Event Date: 30th March 2021
Location: Internet 17:00 GMT
By Linda Pentz Gunter
Note: Beyond Nuclear, Goethe-Institut, DC and Heinrich Böll Stiftung, DC are making The Beekeeper and 33 Days of Utopia available free to screen at home until April 6. On Tuesday, March 30, at 1pm Eastern US time, please join us, the filmmakers and protagonists for a live discussion about the films and the culture of resistance to nuclear power. Register here.
“And at that point,” says Katie Hayward, halfway through Will McGregor’s short film, The Beekeeper, “I went cold”.
Hayward, the beekeeper of the film’s title, had just seen a news report showing the expanded footprint of the proposed two-reactor Wylfa B nuclear power project on the island of Anglesey in North Wales. Hayward’s home, which her family had tenanted since 1532, was right in the plan’s crosshairs. It would be bulldozed, and the farmland paved over.
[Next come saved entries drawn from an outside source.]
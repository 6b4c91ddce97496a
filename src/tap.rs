//! Live decoding of an I2C bus.
//!
//! A [`Tap`] wraps the bus handed to a DS3231 driver. Every transfer is
//! forwarded unchanged; once it succeeds, the traffic is replayed into a
//! [`Decoder`] as framed primitives so the driver's register accesses show
//! up as annotations.
//!
//! Replayed primitives carry synthetic sample positions: one unit per
//! START/STOP condition and nine per byte (eight data bits and the
//! acknowledge), with a `BITS` primitive before every data byte.

use alloc::vec::Vec;

use embedded_hal::i2c::{ErrorType, I2c, Operation};

use crate::annotation::{Sink, Span};
use crate::bus::{Direction, Primitive};
use crate::decoder::Decoder;

/// Feeds one transfer into a decoder.
pub(crate) struct Replay<'a, S: Sink> {
    decoder: &'a mut Decoder,
    sink: &'a mut S,
    clock: &'a mut u64,
    address: u8,
    direction: Option<Direction>,
}

impl<'a, S: Sink> Replay<'a, S> {
    pub(crate) fn new(
        decoder: &'a mut Decoder,
        sink: &'a mut S,
        clock: &'a mut u64,
        address: u8,
    ) -> Self {
        Replay {
            decoder,
            sink,
            clock,
            address,
            direction: None,
        }
    }

    fn emit(&mut self, width: u64, primitive: Primitive) {
        let span = Span::new(*self.clock, *self.clock + width);
        self.decoder.decode(span, primitive, &mut *self.sink);
    }

    fn condition(&mut self, primitive: Primitive) {
        self.emit(1, primitive);
        *self.clock += 1;
    }

    fn byte(&mut self, primitive: Primitive) {
        let t = *self.clock;
        let bits: Vec<Span> = (t..t + 8).map(|s| Span::new(s, s + 1)).collect();
        self.emit(8, Primitive::Bits(bits));
        self.emit(8, primitive);
        *self.clock += 9;
    }

    // START (or repeated START) and address when the direction changes
    fn select(&mut self, direction: Direction) {
        if self.direction == Some(direction) {
            return;
        }
        let start = match self.direction {
            None => Primitive::Start,
            Some(_) => Primitive::StartRepeat,
        };
        self.condition(start);
        let address = match direction {
            Direction::Write => Primitive::AddressWrite(self.address),
            Direction::Read => Primitive::AddressRead(self.address),
        };
        self.emit(8, address);
        *self.clock += 9;
        self.direction = Some(direction);
    }

    pub(crate) fn write(&mut self, bytes: &[u8]) {
        self.select(Direction::Write);
        for &b in bytes {
            self.byte(Primitive::DataWrite(b));
        }
    }

    pub(crate) fn read(&mut self, bytes: &[u8]) {
        self.select(Direction::Read);
        for &b in bytes {
            self.byte(Primitive::DataRead(b));
        }
    }

    pub(crate) fn operations(&mut self, operations: &[Operation<'_>]) {
        for operation in operations {
            match operation {
                Operation::Write(bytes) => self.write(bytes),
                Operation::Read(buffer) => self.read(buffer),
            }
        }
    }

    pub(crate) fn finish(mut self) {
        if self.direction.is_some() {
            self.condition(Primitive::Stop);
        }
    }
}

/// A pass-through I2C bus that decodes the traffic it carries.
pub struct Tap<I2C, S> {
    pub(crate) i2c: I2C,
    pub(crate) decoder: Decoder,
    pub(crate) sink: S,
    pub(crate) clock: u64,
}

impl<I2C, S: Sink> Tap<I2C, S> {
    /// Wraps `i2c`, decoding with `decoder` into `sink`.
    ///
    /// # Arguments
    /// * `i2c` - The bus handed on to the driver's transfers
    /// * `decoder` - Session that decodes the replayed traffic
    /// * `sink` - Receives the annotations
    pub fn new(i2c: I2C, decoder: Decoder, sink: S) -> Self {
        Self {
            i2c,
            decoder,
            sink,
            clock: 0,
        }
    }

    #[must_use]
    pub fn decoder(&self) -> &Decoder {
        &self.decoder
    }

    #[must_use]
    pub fn sink(&self) -> &S {
        &self.sink
    }

    pub fn sink_mut(&mut self) -> &mut S {
        &mut self.sink
    }

    /// Releases the bus, the decoder and the sink.
    ///
    /// # Returns
    /// * `(i2c, decoder, sink)`
    pub fn into_parts(self) -> (I2C, Decoder, S) {
        (self.i2c, self.decoder, self.sink)
    }

    pub(crate) fn replay(&mut self, address: u8) -> Replay<'_, S> {
        trace!("replaying transfer to {:#x} at {}", address, self.clock);
        Replay::new(&mut self.decoder, &mut self.sink, &mut self.clock, address)
    }
}

impl<I2C: ErrorType, S> ErrorType for Tap<I2C, S> {
    type Error = I2C::Error;
}

impl<I2C: I2c, S: Sink> I2c for Tap<I2C, S> {
    fn read(&mut self, address: u8, read: &mut [u8]) -> Result<(), Self::Error> {
        self.i2c.read(address, read)?;
        let mut replay = self.replay(address);
        replay.read(read);
        replay.finish();
        Ok(())
    }

    fn write(&mut self, address: u8, write: &[u8]) -> Result<(), Self::Error> {
        self.i2c.write(address, write)?;
        let mut replay = self.replay(address);
        replay.write(write);
        replay.finish();
        Ok(())
    }

    fn write_read(&mut self, address: u8, write: &[u8], read: &mut [u8]) -> Result<(), Self::Error> {
        self.i2c.write_read(address, write, read)?;
        let mut replay = self.replay(address);
        replay.write(write);
        replay.read(read);
        replay.finish();
        Ok(())
    }

    fn transaction(
        &mut self,
        address: u8,
        operations: &mut [Operation<'_>],
    ) -> Result<(), Self::Error> {
        self.i2c.transaction(address, operations)?;
        let mut replay = self.replay(address);
        replay.operations(operations);
        replay.finish();
        Ok(())
    }
}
Hayward’s fight to save her bees, her home and her rescue animals escalated, while her physical and mental health plummeted. As the farms around her sold out to Horizon — the nuclear subsidiary of site owner, Hitachi — Hayward found herself almost alone, a one-woman David against a corporate Goliath.
Katie Hayward had adapted to farming in the shadow of the decommissioned Wylfa A reactor. But new nuclear construction threatened to destroy everything she cared about. (Photo courtesy of Will McGregor)Neighbors shunned and even harassed her for her obstinate stance against the nuclear plant. But with not only her hives but a plethora of rescue animals, there was nowhere else to go. Hayward had to be able to look after her bees, she says in the film, “because these little creatures that are so important to our planet, they actually need us to help them live at the moment.” And we, as it turns out, also need them.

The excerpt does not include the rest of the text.